Referring to FIG. 2B, the temporary adhesive 30 may be subjected to an elevated temperature (e.g., between about 150° C. and about 300° C., such as between about 180° C. and about 220° C.) to soften and flow the temporary adhesive 30 to support the peripheral edge 40 and to remove solvent introduced and absorbed by the temporary adhesive 30 during the edge cleaning. As a result of the heating, a portion of the temporary adhesive 30 may flow onto the edge region 28. As the temporary adhesive 30 softens under the elevated temperature, an average bond line thickness TBL of the temporary adhesive 30 may be reduced, at least proximate the peripheral edge 40, due to the flowing of the temporary adhesive 30 onto the edge region 28. As shown in FIG. 2C, subsequent processing operations that involve application of heat may cause the temporary adhesive 30 to continue to flow further onto the edge region 28 of the carrier substrate 20.
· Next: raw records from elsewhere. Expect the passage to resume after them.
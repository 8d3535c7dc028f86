// sqlx::Error -> AppError::Queue

use restful_metrics_core::error::AppError;

/// Convert sqlx::Error to AppError with structured information
///
/// Every store failure is a queue error: the runner cannot continue safely
/// without the store, whatever the cause.
pub(crate) fn map_sqlx_error(err: sqlx::Error) -> AppError {
    match &err {
        sqlx::Error::Database(db_err) => {
            if let Some(code) = db_err.code() {
                let code_str = code.as_ref();

                // SQLite error codes: https://www.sqlite.org/rescode.html
                match code_str {
                    "5" | "517" => {
                        // SQLITE_BUSY - database is locked by another writer
                        AppError::Queue(format!(
                            "Database locked (SQLITE_BUSY): {}",
                            db_err.message()
                        ))
                    }
                    "13" => {
                        // SQLITE_FULL - database or disk is full
                        AppError::Queue(format!("Database full: {}", db_err.message()))
                    }
                    _ => AppError::Queue(format!(
                        "Database error [{}]: {}",
                        code_str,
                        db_err.message()
                    )),
                }
            } else {
                AppError::Queue(format!("Database error: {}", db_err.message()))
            }
        }
        sqlx::Error::PoolTimedOut | sqlx::Error::PoolClosed => {
            AppError::Queue(format!("Job store unavailable: {}", err))
        }
        sqlx::Error::ColumnNotFound(col) => AppError::Queue(format!("Column not found: {}", col)),
        _ => {
            // Connection, IO, protocol errors
            AppError::Queue(err.to_string())
        }
    }
}

#[cfg(test)]
mod tests {
    use super::*;

    #[test]
    fn test_pool_errors_map_to_queue() {
        let err = map_sqlx_error(sqlx::Error::PoolTimedOut);
        assert!(matches!(err, AppError::Queue(ref msg) if msg.contains("unavailable")));
    }
}
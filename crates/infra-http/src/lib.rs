// RESTful Metrics Infrastructure - HTTP Adapter
// Implements: MetricTransport

mod client;
mod payload;

pub use client::{HttpTransport, HttpTransportConfig, DEFAULT_BASE_URL};
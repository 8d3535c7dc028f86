//! Lock Recovery Tests
//!
//! A runner that dies mid-run leaves its jobs locked. The stale lock sweep
//! returns them to the queue once the recovery window has passed.

mod common;

use async_trait::async_trait;
use common::{runner, TestDb};
use restful_metrics_core::application::{
    shutdown_channel, JobRunner, PeriodicRunner, RecoveryService,
};
use restful_metrics_core::domain::{MetricValue, NewJob, RunId};
use restful_metrics_core::port::time_provider::mocks::ManualClock;
use restful_metrics_core::port::transport::mocks::MockTransport;
use restful_metrics_core::port::{AuditLog, DeliveryError, JobStore, MetricTransport};
use std::sync::{Arc, Mutex};
use std::time::Duration;

const WINDOW_MS: i64 = 60_000;

fn new_job(name: &str) -> NewJob {
    NewJob::new("app1", name, MetricValue::from(1i64).encode().unwrap(), None, 0)
}

/// Crashed run: locks survive normal runs, the sweep frees them after the window
#[tokio::test]
async fn test_crashed_run_recovered_by_sweep() {
    let db = TestDb::new();
    let clock = Arc::new(ManualClock::new(10_000_000));
    let store = db.open_store_with_clock(clock.clone()).await;

    let job_id = store.insert(&new_job("signups")).await.unwrap();
    // Claimed by a run that never finishes
    store
        .claim_batch(&RunId::new("crashed-run"), None)
        .await
        .unwrap();

    let transport = Arc::new(MockTransport::new_success());
    let mut runner = runner(store.clone(), transport.clone());
    assert_eq!(runner.run().await.unwrap().claimed, 0);

    let recovery = RecoveryService::new(store.clone(), clock.clone(), Some(WINDOW_MS));

    // Inside the window nothing is released
    clock.advance(WINDOW_MS / 2);
    assert_eq!(recovery.release_stale_locks().await.unwrap(), 0);

    clock.advance(WINDOW_MS);
    assert_eq!(recovery.release_stale_locks().await.unwrap(), 1);

    let report = runner.run().await.unwrap();
    assert_eq!(report.delivered, 1);
    assert_eq!(store.find_completed(job_id).await.unwrap().len(), 1);
    assert_eq!(store.count_pending().await.unwrap(), 0);
}

/// The sweep leaves fresh locks of live runs alone
#[tokio::test]
async fn test_sweep_keeps_recent_locks() {
    let db = TestDb::new();
    let clock = Arc::new(ManualClock::new(10_000_000));
    let store = db.open_store_with_clock(clock.clone()).await;

    store.insert(&new_job("old")).await.unwrap();
    store.claim_batch(&RunId::new("old-run"), None).await.unwrap();

    clock.advance(WINDOW_MS * 2);
    let fresh_id = store.insert(&new_job("fresh")).await.unwrap();
    let live = RunId::new("live-run");
    store.claim_batch(&live, None).await.unwrap();

    let recovery = RecoveryService::new(store.clone(), clock.clone(), Some(WINDOW_MS));
    assert_eq!(recovery.release_stale_locks().await.unwrap(), 1);

    let fresh = store.find_by_id(fresh_id).await.unwrap().unwrap();
    assert!(fresh.is_owned_by(&live));
    assert_eq!(store.count_locked().await.unwrap(), 1);
}

/// The periodic runner sweeps before each pass and stops on shutdown
#[tokio::test]
async fn test_periodic_runner_recovers_and_delivers() {
    let db = TestDb::new();
    let clock = Arc::new(ManualClock::new(10_000_000));
    let store = db.open_store_with_clock(clock.clone()).await;

    store.insert(&new_job("signups")).await.unwrap();
    store
        .claim_batch(&RunId::new("crashed-run"), None)
        .await
        .unwrap();
    clock.advance(WINDOW_MS + 1);

    let transport = Arc::new(MockTransport::new_success());
    let recovery = RecoveryService::new(store.clone(), clock.clone(), Some(WINDOW_MS));
    let mut periodic = PeriodicRunner::new(
        runner(store.clone(), transport.clone()),
        Duration::from_millis(20),
    )
    .with_recovery(recovery);

    let (shutdown_tx, shutdown_rx) = shutdown_channel();
    let handle = tokio::spawn(async move { periodic.run(shutdown_rx).await });

    // Poll until the recovered job has been delivered
    for _ in 0..100 {
        if store.count_completed().await.unwrap() == 1 {
            break;
        }
        tokio::time::sleep(Duration::from_millis(20)).await;
    }

    shutdown_tx.shutdown();
    handle.await.unwrap().unwrap();

    assert_eq!(store.count_completed().await.unwrap(), 1);
    assert_eq!(store.count_pending().await.unwrap(), 0);
    assert_eq!(transport.call_count(), 1);
}

/// Each send of the first runner takes ten minutes. Meanwhile a second
/// instance sweeps with the default window and runs, as `serve` would.
struct SlowTransport {
    clock: Arc<ManualClock>,
    other_recovery: RecoveryService,
    other_runner: tokio::sync::Mutex<JobRunner>,
    sent: Mutex<Vec<String>>,
}

#[async_trait]
impl MetricTransport for SlowTransport {
    async fn send(
        &self,
        _application_id: &str,
        metric_name: &str,
        _value: &MetricValue,
        _distinct_id: Option<&str>,
    ) -> Result<(), DeliveryError> {
        self.sent.lock().unwrap().push(metric_name.to_string());
        self.clock.advance(10 * 60 * 1000);

        self.other_recovery.release_stale_locks().await.unwrap();
        self.other_runner.lock().await.run().await.unwrap();
        Ok(())
    }
}

/// A live run slower than the recovery window still delivers every job once
#[tokio::test]
async fn test_slow_run_and_sweeping_instance_deliver_each_job_once() {
    let db = TestDb::new();
    let clock = Arc::new(ManualClock::new(10_000_000));
    let store = db.open_store_with_clock(clock.clone()).await;
    let other_store = db.open_store_with_clock(clock.clone()).await;

    let mut ids = Vec::new();
    for name in ["j1", "j2", "j3"] {
        ids.push(store.insert(&new_job(name)).await.unwrap());
    }

    let other_transport = Arc::new(MockTransport::new_success());
    let slow = Arc::new(SlowTransport {
        clock: clock.clone(),
        other_recovery: RecoveryService::new(other_store.clone(), clock.clone(), None),
        other_runner: tokio::sync::Mutex::new(runner(
            other_store.clone(),
            other_transport.clone(),
        )),
        sent: Mutex::new(Vec::new()),
    });

    let report = runner(store.clone(), slow.clone()).run().await.unwrap();

    assert_eq!(report.claimed, 3);
    assert_eq!(report.delivered, 2);
    assert_eq!(report.lost, 1);

    let slow_sent = slow.sent.lock().unwrap().clone();
    let other_sent: Vec<String> = other_transport
        .sent()
        .into_iter()
        .map(|m| m.metric_name)
        .collect();
    assert_eq!(slow_sent, ["j1", "j2"]);
    assert_eq!(other_sent, ["j3"]);

    for id in ids {
        assert_eq!(store.find_completed(id).await.unwrap().len(), 1);
    }
    assert_eq!(store.count_completed().await.unwrap(), 3);
    assert_eq!(store.count_pending().await.unwrap(), 0);
}
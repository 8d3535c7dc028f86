// Transaction port for atomic operations

use crate::domain::{CompletedJob, JobId, RunId};
use crate::error::Result;
use async_trait::async_trait;

/// Transaction trait for atomic multi-step operations
#[async_trait]
pub trait Transaction: Send {
    /// Commit the transaction
    async fn commit(self: Box<Self>) -> Result<()>;

    /// Rollback the transaction
    async fn rollback(self: Box<Self>) -> Result<()>;
}

/// Transactional JobStore operations
#[async_trait]
pub trait TransactionalJobStore: Send + Sync {
    /// Begin a new transaction
    async fn begin_transaction(&self) -> Result<Box<dyn JobStoreTransaction>>;
}

/// Completion of a delivered job: audit insert, then delete, in one transaction
#[async_trait]
pub trait JobStoreTransaction: Transaction {
    /// Append a record to the audit log (within transaction)
    async fn append_completed(&mut self, record: &CompletedJob) -> Result<()>;

    /// Delete a job still claimed by `run_id` (within transaction)
    ///
    /// Returns the number of rows deleted: 0 means the claim was lost.
    async fn delete_claimed(&mut self, id: JobId, run_id: &RunId) -> Result<u64>;
}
The method described with reference to FIGS. 2A through 2C may reduce a risk of contamination of the back surface 16 of the thinned wafer 11 and of the bottom surface 24 of the carrier substrate 20 compared to the method described with reference to FIGS. 1A through 1C. However, there may still be some risk that contamination of one or both of the back surface 16 of the thinned wafer 11 and the bottom surface 24 of the carrier substrate 20 due to flowing temporary adhesive 30 may occur during processing operations that involve heat. In addition, non-uniformity caused by reduction of the average bond line thickness TBL proximate the peripheral edge 40 may reduce control and reliability of back side processes performed on the thinned wafer 11.
Additional issues may be introduced by performing the operations described in FIGS. 2A and 2B. For example, the cleaning and subjecting to an elevated temperature may add to the time and cost of processing the thinned wafer 11. Additionally, the temporary adhesive 30 may not flow all the way to the peripheral edge 40 of the thinned wafer 11 while being subjected to an elevated temperature after cleaning the edge region 28, which may result in chipping, lifting, or delamination of the peripheral edge 40 during subsequent processing.
In addition, if the solvent is not substantially completely removed from the temporary adhesive 30 after the cleaning of the edge region 28, then one or more voids in the temporary adhesive 30 may develop during subsequent processing, causing the bond between the thinned wafer 11 and the carrier substrate 20 to weaken or even to fail (e.g., delaminate) where the void forms.
Whether the method described above with reference to FIGS. 1A through 1C or the method described above with reference to FIGS. 2A through 2C is used, the front surface 14 of the thinned wafers 11 may include irregular, which may also be characterized as nonplanar, topography (i.e., features, such as discrete conductive elements such as pads, bumps, columns, or pillars, that extend to a significant height above the front surface 14 of the thinned wafer 11). Such nonplanar topography may aggravate the problems discussed, as the topography requires additional temporary adhesive 30 to fill a gap between the thinned wafer 11 and the carrier substrate 20. The additional temporary adhesive 30 may increase a risk that the temporary adhesive 30 will flow during back side processing, potentially causing one or more of the problems discussed above.